2. Preprocess and clean text data using **text mining techniques**.
3. Implement **classification algorithms** to predict sentiment.
4. Evaluate the performance of machine learning models using appropriate metrics.

## Methodology
### 1. Data Preprocessing
- Removed noise such as special characters, URLs, and stop words from tweets.
- Tokenized text and applied lemmatization for better feature representation.

### 2. Text Mining
- Extracted features using term frequency (TF) and TF-IDF (Term Frequency-Inverse Document Frequency).
- Explored n-grams (unigrams and bigrams) for improved context understanding.

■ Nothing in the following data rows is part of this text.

//! Recorded scan directories
//!
//! A scan directory holds one pose file plus numbered scans:
//!
//! ```text
//! camera_pose.txt
//! src_01.pcd
//! src_02.pcd
//! ...
//! ```
//!
//! The n-th pose record belongs to `src_NN.pcd`. Poses describe the robot end
//! effector; the depth sensor sits at a fixed offset from it, so the sensor
//! pose of a frame is `pose · sensor_offset`. The model lives in the first
//! frame's coordinates, so initial guesses are sensor poses relative to the
//! first frame's: `first⁻¹ · current`.

use crate::pose::PoseReader;
use crate::read_point_cloud;
use nalgebra::Vector3;
use scan3d_core::{Error, GeometryFrame, Result, Transform};
use std::fs::File;
use std::io::BufReader;
use std::path::{Path, PathBuf};

pub const POSE_FILE_NAME: &str = "camera_pose.txt";

/// File name of the scan with 1-based `index`.
pub fn scan_file_name(index: u64) -> String {
    format!("src_{:02}.pcd", index)
}

/// End effector to depth sensor offset of the recording rig.
pub fn default_sensor_offset() -> Transform {
    Transform::from_translation(Vector3::new(0.0, -0.025, 0.1))
}

/// Sequential reader over a scan directory.
pub struct ScanDirectory {
    dir: PathBuf,
    poses: Option<PoseReader<BufReader<File>>>,
    sensor_offset: Transform,
    frame_limit: Option<u64>,
    next_index: u64,
    /// Sensor pose of the first frame
    reference: Option<Transform>,
}

impl ScanDirectory {
    /// Open `dir`. A missing pose file is not an error: frames then carry no
    /// initial guess.
    pub fn open(dir: impl AsRef<Path>) -> Result<Self> {
        let dir = dir.as_ref().to_path_buf();
        if !dir.is_dir() {
            return Err(Error::InvalidInput(format!(
                "{} is not a directory",
                dir.display()
            )));
        }

        let pose_path = dir.join(POSE_FILE_NAME);
        let poses = match File::open(&pose_path) {
            Ok(file) => Some(PoseReader::new(BufReader::new(file))),
            Err(e) if e.kind() == std::io::ErrorKind::NotFound => {
                tracing::warn!(path = %pose_path.display(), "no pose file, frames start from identity");
                None
            }
            Err(e) => return Err(e.into()),
        };

        Ok(Self {
            dir,
            poses,
            sensor_offset: default_sensor_offset(),
            frame_limit: None,
            next_index: 1,
            reference: None,
        })
    }

    /// Stop after `limit` frames even if more scans exist.
    pub fn with_frame_limit(mut self, limit: u64) -> Self {
        self.frame_limit = Some(limit);
        self
    }

    pub fn with_sensor_offset(mut self, offset: Transform) -> Self {
        self.sensor_offset = offset;
        self
    }

    pub fn path(&self) -> &Path {
        &self.dir
    }

    /// Read the next scan and its pose guess.
    ///
    /// `Ok(None)` once the frame limit is reached or the next numbered scan
    /// does not exist. A broken pose record costs the frame its initial guess,
    /// not the frame itself.
    pub fn next_frame(&mut self) -> Result<Option<GeometryFrame>> {
        let index = self.next_index;
        if self.frame_limit.is_some_and(|limit| index > limit) {
            return Ok(None);
        }

        let path = self.dir.join(scan_file_name(index));
        if !path.is_file() {
            tracing::debug!(path = %path.display(), "no more scans");
            return Ok(None);
        }

        let cloud = read_point_cloud(&path)?;
        self.next_index += 1;
        tracing::debug!(frame = index, points = cloud.len(), path = %path.display(), "loaded scan");

        let frame = GeometryFrame::new(index, cloud);
        Ok(Some(match self.sensor_pose(index) {
            Some(pose) => {
                let reference = *self.reference.get_or_insert(pose);
                frame.with_initial_guess(reference.inverse().compose(&pose))
            }
            None => frame,
        }))
    }

    fn sensor_pose(&mut self, index: u64) -> Option<Transform> {
        let poses = self.poses.as_mut()?;
        let record = match poses.next_record() {
            Ok(Some(record)) => record,
            Ok(None) => {
                tracing::warn!(frame = index, "pose file exhausted, no initial guess");
                return None;
            }
            Err(e) => {
                tracing::warn!(frame = index, error = %e, "unreadable pose record, no initial guess");
                return None;
            }
        };

        match Transform::from_matrix(record.matrix * self.sensor_offset.matrix()) {
            // Without the first frame's pose later poses cannot be related to the model
            Ok(_) if index > 1 && self.reference.is_none() => None,
            Ok(pose) => Some(pose),
            Err(e) => {
                tracing::warn!(frame = index, error = %e, "malformed pose, no initial guess");
                None
            }
        }
    }
}

impl Iterator for ScanDirectory {
    type Item = Result<GeometryFrame>;

    fn next(&mut self) -> Option<Self::Item> {
        self.next_frame().transpose()
    }
}
use crate::point_cloud::PointCloud;
use crate::transform::Transform;
use nalgebra::Matrix4;

/// One captured partial scan.
///
/// Frames are immutable once built: the cloud, the arrival index and the
/// optional initial pose guess are only readable.
#[derive(Debug, Clone)]
pub struct GeometryFrame {
    index: u64,
    cloud: PointCloud,
    initial_guess: Option<Transform>,
}

impl GeometryFrame {
    pub fn new(index: u64, cloud: PointCloud) -> Self {
        Self {
            index,
            cloud,
            initial_guess: None,
        }
    }

    pub fn with_initial_guess(mut self, guess: Transform) -> Self {
        self.initial_guess = Some(guess);
        self
    }

    /// Attach a raw pose guess, validating it as SE(3).
    ///
    /// A matrix that is not a proper rigid transform is discarded with a
    /// warning and the frame keeps no guess (registration starts from identity).
    pub fn with_raw_initial_guess(mut self, matrix: Matrix4<f64>) -> Self {
        match Transform::from_matrix(matrix) {
            Ok(guess) => self.initial_guess = Some(guess),
            Err(e) => {
                tracing::warn!(
                    frame = self.index,
                    error = %e,
                    "ignoring malformed initial guess, falling back to identity"
                );
                self.initial_guess = None;
            }
        }
        self
    }

    pub fn index(&self) -> u64 {
        self.index
    }

    pub fn cloud(&self) -> &PointCloud {
        &self.cloud
    }

    pub fn initial_guess(&self) -> Option<&Transform> {
        self.initial_guess.as_ref()
    }

    pub fn len(&self) -> usize {
        self.cloud.len()
    }

    pub fn is_empty(&self) -> bool {
        self.cloud.is_empty()
    }

    /// Give up the frame and keep its cloud.
    pub fn into_cloud(self) -> PointCloud {
        self.cloud
    }
}
//! Error types for scan fusion

use thiserror::Error;

#[derive(Error, Debug)]
pub enum Error {
    #[error(transparent)]
    Core(#[from] scan3d_core::Error),

    #[error("Configuration error: {0}")]
    Config(String),

    #[error("No initial frame: {0}")]
    NoInitialFrame(String),

    #[error("Persisting the model failed: {0}")]
    Persistence(String),

    #[error("Frame ingestion failed: {0}")]
    Ingestion(String),
}

impl From<toml::de::Error> for Error {
    fn from(e: toml::de::Error) -> Self {
        Error::Config(e.to_string())
    }
}

pub type Result<T> = std::result::Result<T, Error>;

### 3. Classification Models
- Implemented various classification algorithms, including:
- Logistic Regression
- Naïve Bayes
- Random Forest
- Support Vector Machines (SVM)
- Balanced class distribution using oversampling techniques like SMOTE.

### 4. Evaluation
- Used metrics like accuracy, precision, recall, and F1-score for performance assessment.
- Visualized results using confusion matrices and precision-recall curves.

## Tools and Libraries
- **Python**: pandas, numpy, matplotlib, seaborn, scikit-learn
- **NLP Libraries**: nltk, TextBlob
- **Classification Algorithms**: Logistic Regression, Naïve Bayes, Random Forest, SVM

## Key Results
- Achieved robust classification performance with high accuracy and balanced precision-recall scores.
- Insights into customer sentiment trends help airlines identify key areas for improvement.